New Year’s Eve 2020 finds Detective Renée Ballard, survivor of rape and Covid-19, partnered with Detective Lisa Moore, of Hollywood’s Sexual Assault Unit, in search of leads on the Midnight Men, a tag team of rapists who assaulted women on Thanksgiving and Christmas Eve without leaving any forensic evidence behind. The pair are called to the scene of a shooting that would have gone to West Bureau Homicide if the unit weren’t already stretched to the limit, a case that should be handed over to West Bureau ASAP. But Ballard gets her teeth into the murder of body shop owner Javier Raffa, who reportedly bought his way out of the gang Las Palmas. The news that Raffa’s been shot by the same weapon that killed rapper Albert Lee 10 years ago sends Ballard once more to Harry Bosch, the poster boy for retirements that drive the LAPD crazy. Both victims had taken on silent partners in order to liquidate their debts, and there’s every indication that the partners were linked.

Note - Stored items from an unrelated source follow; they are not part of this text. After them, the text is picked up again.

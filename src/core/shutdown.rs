//! 优雅关闭处理
//!
//! 监听 Ctrl+C / SIGTERM，把信号转成会话取消：在途工具进程被 kill，已合并的结果保留，
//! 报告以 interrupted 状态返回。

use std::sync::Arc;

use crate::core::session_supervisor::{CancelReason, SessionSupervisor};

/// 关闭原因
#[derive(Debug, Clone, Copy, PartialEq, Eq)]
pub enum ShutdownReason {
    /// Ctrl+C
    UserInitiated,
    /// SIGTERM 信号
    Signal,
}

/// 关闭信号管理器：把系统信号接到一个会话监管器上
#[derive(Clone, Debug)]
pub struct ShutdownManager {
    supervisor: SessionSupervisor,
}

impl ShutdownManager {
    pub fn new(supervisor: SessionSupervisor) -> Self {
        Self { supervisor }
    }

    /// 触发关闭
    pub fn shutdown(&self, reason: ShutdownReason) {
        tracing::info!(?reason, "shutdown requested, cancelling session");
        self.supervisor.cancel(CancelReason::Interrupted);
    }

    /// 是否已触发关闭
    pub fn is_shutdown(&self) -> bool {
        self.supervisor.is_cancelled()
    }

    /// 安装系统信号处理器 (Ctrl+C, SIGTERM)
    pub fn install_signal_handlers(self: &Arc<Self>) {
        let manager = Arc::clone(self);
        tokio::spawn(async move {
            if let Ok(()) = tokio::signal::ctrl_c().await {
                tracing::info!("Received Ctrl+C, stopping reconnaissance...");
                manager.shutdown(ShutdownReason::UserInitiated);
            }
        });

        #[cfg(unix)]
        {
            let manager = Arc::clone(self);
            tokio::spawn(async move {
                use tokio::signal::unix::{signal, SignalKind};
                if let Ok(mut sigterm) = signal(SignalKind::terminate()) {
                    sigterm.recv().await;
                    tracing::info!("Received SIGTERM, stopping reconnaissance...");
                    manager.shutdown(ShutdownReason::Signal);
                }
            });
        }
    }
}
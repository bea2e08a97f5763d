//! 结果聚合：规范化、语法校验、范围过滤、去重合并
//!
//! 单写者归约：会话持有 SubdomainMap，每轮把所有工具的 RawFinding 依次合并进来，
//! 合并顺序不影响结果（来源集合只增不减，深度取首次出现）。

use std::collections::BTreeMap;

use crate::recon::model::{RawFinding, SubdomainRecord};
use crate::recon::target::{normalize_hostname, ScopeRule};

/// 规范化主机名 → 记录
pub type SubdomainMap = BTreeMap<String, SubdomainRecord>;

/// 一次合并的统计
#[derive(Clone, Debug, Default, PartialEq, Eq)]
pub struct MergeStats {
    pub accepted: usize,
    pub invalid: usize,
    pub out_of_scope: usize,
}

/// 一次合并的结果：本轮新建的名字（按首次出现顺序）+ 统计
#[derive(Clone, Debug, Default)]
pub struct MergeOutcome {
    pub new_names: Vec<String>,
    pub stats: MergeStats,
}

#[derive(Clone, Debug)]
pub struct ResultAggregator {
    scope: ScopeRule,
}

impl ResultAggregator {
    pub fn new(scope: ScopeRule) -> Self {
        Self { scope }
    }

    /// 合并一批发现；已存在的名字只追加来源，深度保持不变
    pub fn merge<'a>(
        &self,
        records: &mut SubdomainMap,
        findings: impl IntoIterator<Item = &'a RawFinding>,
        depth: u32,
    ) -> MergeOutcome {
        let mut outcome = MergeOutcome::default();
        for finding in findings {
            let Some(name) = normalize_hostname(&finding.hostname) else {
                outcome.stats.invalid += 1;
                continue;
            };
            if !self.scope.contains(&name) {
                outcome.stats.out_of_scope += 1;
                continue;
            }
            outcome.stats.accepted += 1;
            let record = records.entry(name.clone()).or_insert_with(|| {
                outcome.new_names.push(name.clone());
                SubdomainRecord::new(name, depth)
            });
            record.add_source(&finding.tool);
        }
        if outcome.stats.invalid > 0 || outcome.stats.out_of_scope > 0 {
            tracing::debug!(
                invalid = outcome.stats.invalid,
                out_of_scope = outcome.stats.out_of_scope,
                "findings dropped during merge"
            );
        }
        outcome
    }
}

#[cfg(test)]
mod tests {
    use super::*;
    use crate::recon::target::{ScopeMode, Target};

    fn aggregator() -> ResultAggregator {
        ResultAggregator::new(ScopeRule::new(&Target::parse("example.com").unwrap(), ScopeMode::Strict))
    }

    fn finding(host: &str, tool: &str) -> RawFinding {
        RawFinding::new(host, tool, host)
    }

    #[test]
    fn test_merge_two_tools() {
        let agg = aggregator();
        let mut records = SubdomainMap::new();
        let a = vec![finding("www.example.com", "A"), finding("mail.example.com", "A")];
        let b = vec![finding("WWW.example.com.", "B"), finding("api.example.com", "B")];
        agg.merge(&mut records, &a, 0);
        let outcome = agg.merge(&mut records, &b, 0);

        assert_eq!(
            records.keys().cloned().collect::<Vec<_>>(),
            vec!["api.example.com", "mail.example.com", "www.example.com"]
        );
        assert_eq!(records["www.example.com"].sources.len(), 2);
        assert_eq!(outcome.new_names, vec!["api.example.com"]);
    }

    #[test]
    fn test_same_finding_twice_counts_tool_once() {
        let agg = aggregator();
        let mut records = SubdomainMap::new();
        let f = vec![finding("www.example.com", "A"), finding("www.example.com", "A")];
        agg.merge(&mut records, &f, 0);
        assert_eq!(records.len(), 1);
        assert_eq!(records["www.example.com"].sources.len(), 1);
    }

    #[test]
    fn test_scope_and_syntax_filter() {
        let agg = aggregator();
        let mut records = SubdomainMap::new();
        let f = vec![
            finding("notexample.com", "A"),
            finding("evil.com", "A"),
            finding("[INF] banner", "A"),
            finding("*.dev.example.com", "A"),
            finding("example.com", "A"),
        ];
        let outcome = agg.merge(&mut records, &f, 0);
        assert_eq!(outcome.stats.out_of_scope, 2);
        assert_eq!(outcome.stats.invalid, 1);
        assert!(records.contains_key("dev.example.com"));
        assert!(records.contains_key("example.com"));
    }

    #[test]
    fn test_existing_name_keeps_depth() {
        let agg = aggregator();
        let mut records = SubdomainMap::new();
        agg.merge(&mut records, &[finding("new.example.com", "A")], 0);
        let outcome = agg.merge(&mut records, &[finding("new.example.com", "B")], 1);
        assert!(outcome.new_names.is_empty());
        assert_eq!(records["new.example.com"].depth, 0);
        assert_eq!(records["new.example.com"].sources.len(), 2);
    }

    #[test]
    fn test_unrestricted_scope() {
        let agg = ResultAggregator::new(ScopeRule::unrestricted());
        let mut records = SubdomainMap::new();
        agg.merge(&mut records, &[finding("host.other.org", "reverse-dns")], 0);
        assert!(records.contains_key("host.other.org"));
    }
}
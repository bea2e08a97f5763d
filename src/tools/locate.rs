//! 可执行文件定位：PATH → 配置的搜索目录 → 常见安装位置

use std::path::{Path, PathBuf};

/// 常见的手动安装目录（相对 HOME 或绝对路径）
fn fallback_locations(program: &str) -> Vec<PathBuf> {
    let mut paths = Vec::new();
    if let Some(home) = home_dir() {
        if program == "massdns" {
            paths.push(home.join("pentest/OSINT/massdns/bin/massdns"));
        }
        paths.push(home.join("pentest/OSINT").join(program));
        paths.push(home.join("tools").join(program));
    }
    paths.push(PathBuf::from("/usr/local/bin").join(program));
    paths.push(PathBuf::from("/opt").join(program).join(program));
    paths
}

fn home_dir() -> Option<PathBuf> {
    std::env::var_os("HOME").map(PathBuf::from)
}

/// 展开前导 `~/`
pub fn expand_home(path: &Path) -> PathBuf {
    match (path.strip_prefix("~"), home_dir()) {
        (Ok(rest), Some(home)) => home.join(rest),
        _ => path.to_path_buf(),
    }
}

fn is_executable(path: &Path) -> bool {
    let Ok(meta) = std::fs::metadata(path) else {
        return false;
    };
    if !meta.is_file() {
        return false;
    }
    #[cfg(unix)]
    {
        use std::os::unix::fs::PermissionsExt;
        meta.permissions().mode() & 0o111 != 0
    }
    #[cfg(not(unix))]
    {
        true
    }
}

/// 定位可执行文件；program 含路径分隔符时只检查该路径本身
pub fn locate_binary(program: &str, search_paths: &[PathBuf]) -> Option<PathBuf> {
    if program.is_empty() {
        return None;
    }
    let as_path = expand_home(Path::new(program));
    if program.contains('/') || program.starts_with('~') {
        return is_executable(&as_path).then_some(as_path);
    }

    let path_dirs = std::env::var_os("PATH")
        .map(|p| std::env::split_paths(&p).collect::<Vec<_>>())
        .unwrap_or_default();

    path_dirs
        .into_iter()
        .chain(search_paths.iter().map(|p| expand_home(p)))
        .map(|dir| dir.join(program))
        .chain(fallback_locations(program))
        .find(|candidate| is_executable(candidate))
}
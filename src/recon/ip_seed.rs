//! IP 侦察的附加种子来源
//!
//! 除 PTR 反查外，再从目标 IP 443 端口出示的证书（SAN + CN）取名字，
//! 然后在这些名字的基础域名下试探常见虚拟主机，只保留解析回目标 IP 的那些。

use std::collections::BTreeSet;
use std::net::{IpAddr, SocketAddr};
use std::sync::Arc;
use std::time::Duration;

use async_trait::async_trait;
use rustls::client::danger::{HandshakeSignatureValid, ServerCertVerified, ServerCertVerifier};
use rustls::pki_types::{CertificateDer, ServerName, UnixTime};
use rustls::{ClientConfig, DigitallySignedStruct, Error as RustlsError, SignatureScheme};
use thiserror::Error;
use tokio::net::TcpStream;
use tokio_rustls::TlsConnector;
use x509_parser::prelude::*;

use crate::dns::{BatchResolution, HostResolution};
use crate::recon::target::base_domain;

/// 证书名字的来源名
pub const TLS_CERT_SOURCE: &str = "tls-cert";
/// 常见虚拟主机命中的来源名
pub const VHOST_SOURCE: &str = "vhost";

pub const COMMON_VHOSTS: &[&str] = &["www", "mail", "webmail", "smtp", "pop", "ftp", "dns", "ns1", "ns2"];

#[derive(Error, Debug, Clone, PartialEq, Eq)]
pub enum CertificateError {
    #[error("connect to {0} failed: {1}")]
    Connect(SocketAddr, String),

    #[error("TLS handshake failed: {0}")]
    Handshake(String),

    #[error("timed out after {0:?}")]
    Timeout(Duration),

    #[error("no certificate presented")]
    NoCertificate,
}

/// 取某个 IP 上服务出示的证书名字
#[async_trait]
pub trait CertificateSource: Send + Sync {
    async fn names(&self, ip: IpAddr) -> Result<Vec<String>, CertificateError>;
}

/// 只为读取证书内容，不校验信任链
#[derive(Debug)]
struct AcceptAnyCertVerifier;

impl ServerCertVerifier for AcceptAnyCertVerifier {
    fn verify_server_cert(
        &self,
        _end_entity: &CertificateDer<'_>,
        _intermediates: &[CertificateDer<'_>],
        _server_name: &ServerName<'_>,
        _ocsp_response: &[u8],
        _now: UnixTime,
    ) -> Result<ServerCertVerified, RustlsError> {
        Ok(ServerCertVerified::assertion())
    }

    fn verify_tls12_signature(
        &self,
        _message: &[u8],
        _cert: &CertificateDer<'_>,
        _dss: &DigitallySignedStruct,
    ) -> Result<HandshakeSignatureValid, RustlsError> {
        Ok(HandshakeSignatureValid::assertion())
    }

    fn verify_tls13_signature(
        &self,
        _message: &[u8],
        _cert: &CertificateDer<'_>,
        _dss: &DigitallySignedStruct,
    ) -> Result<HandshakeSignatureValid, RustlsError> {
        Ok(HandshakeSignatureValid::assertion())
    }

    fn supported_verify_schemes(&self) -> Vec<SignatureScheme> {
        vec![
            SignatureScheme::RSA_PKCS1_SHA256,
            SignatureScheme::RSA_PKCS1_SHA384,
            SignatureScheme::RSA_PKCS1_SHA512,
            SignatureScheme::ECDSA_NISTP256_SHA256,
            SignatureScheme::ECDSA_NISTP384_SHA384,
            SignatureScheme::ECDSA_NISTP521_SHA512,
            SignatureScheme::RSA_PSS_SHA256,
            SignatureScheme::RSA_PSS_SHA384,
            SignatureScheme::RSA_PSS_SHA512,
            SignatureScheme::ED25519,
            SignatureScheme::ED448,
        ]
    }
}

/// 直连 IP:port 做一次 TLS 握手，读取叶子证书
#[derive(Clone, Debug)]
pub struct TlsCertificateSource {
    port: u16,
    timeout: Duration,
}

impl TlsCertificateSource {
    pub fn new(port: u16, timeout: Duration) -> Self {
        let _ = rustls::crypto::ring::default_provider().install_default();
        Self { port, timeout }
    }
}

#[async_trait]
impl CertificateSource for TlsCertificateSource {
    async fn names(&self, ip: IpAddr) -> Result<Vec<String>, CertificateError> {
        let config = ClientConfig::builder()
            .dangerous()
            .with_custom_certificate_verifier(Arc::new(AcceptAnyCertVerifier))
            .with_no_client_auth();
        let connector = TlsConnector::from(Arc::new(config));

        let addr = SocketAddr::new(ip, self.port);
        let stream = tokio::time::timeout(self.timeout, TcpStream::connect(addr))
            .await
            .map_err(|_| CertificateError::Timeout(self.timeout))?
            .map_err(|e| CertificateError::Connect(addr, e.to_string()))?;
        let tls = tokio::time::timeout(self.timeout, connector.connect(ServerName::from(ip), stream))
            .await
            .map_err(|_| CertificateError::Timeout(self.timeout))?
            .map_err(|e| CertificateError::Handshake(e.to_string()))?;

        let (_, connection) = tls.get_ref();
        let leaf = connection
            .peer_certificates()
            .and_then(|chain| chain.first())
            .ok_or(CertificateError::NoCertificate)?;
        let names = certificate_names(leaf.as_ref());
        tracing::debug!(ip = %ip, port = self.port, names = names.len(), "certificate names collected");
        Ok(names)
    }
}

/// 证书 DER 中的 CN 与 SAN DNS 名（去重，只保留含点的名字）；无法解析时为空
pub fn certificate_names(der: &[u8]) -> Vec<String> {
    let Ok((_, cert)) = parse_x509_certificate(der) else {
        return Vec::new();
    };
    let mut names = BTreeSet::new();
    for cn in cert.subject().iter_common_name() {
        if let Ok(value) = cn.as_str() {
            names.insert(value.to_string());
        }
    }
    if let Ok(Some(san)) = cert.subject_alternative_name() {
        for name in &san.value.general_names {
            if let GeneralName::DNSName(dns) = name {
                names.insert(dns.to_string());
            }
        }
    }
    names.into_iter().filter(|n| n.contains('.')).collect()
}

/// 已知名字的基础域名下的常见虚拟主机（names 须已规范化）
pub fn vhost_candidates<'a>(names: impl IntoIterator<Item = &'a String>) -> Vec<String> {
    let bases: BTreeSet<&str> = names
        .into_iter()
        .map(|n| base_domain(n))
        .filter(|b| b.contains('.'))
        .collect();
    bases
        .into_iter()
        .flat_map(|base| COMMON_VHOSTS.iter().map(move |label| format!("{label}.{base}")))
        .collect()
}

/// 批量结果中解析到 ip 的名字（有序）
pub fn resolving_to(batch: &BatchResolution, ip: IpAddr) -> Vec<String> {
    let hits: BTreeSet<&String> = batch
        .iter()
        .filter(|(_, res)| matches!(res, HostResolution::Addresses(addrs) if addrs.contains(&ip)))
        .map(|(name, _)| name)
        .collect();
    hits.into_iter().cloned().collect()
}
//! 发现工具层：适配器接口、外部命令封装、输出解析、并发执行

pub mod builtin;
pub mod command;
pub mod error;
pub mod locate;
pub mod parser;
pub mod process;
pub mod registry;
pub mod runner;
pub mod wordlist;

pub use builtin::{builtin_tools, merge_tools};
pub use command::{CommandTool, DiscoveryTool};
pub use error::ToolError;
pub use parser::{OutputParser, ParserKind};
pub use registry::{DiscoveryContext, ToolAdapter, ToolRegistry};
pub use runner::{ToolRun, ToolRunner};
pub use wordlist::{WordlistTool, DEFAULT_WORDLIST, WORDLIST_TOOL};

That’s enough for Ballard and Bosch to launch a shadow investigation even as Ballard, abandoned by Moore, who’s flown the coop for the weekend, works feverishly to identify the Midnight Men on her own. As usual in this stellar series, the path to the last act is paved with false leads, interdepartmental squabbles, and personal betrayals, and the structure sometimes sways in the breeze. But no one who follows Ballard and Bosch to the end will be disappointed.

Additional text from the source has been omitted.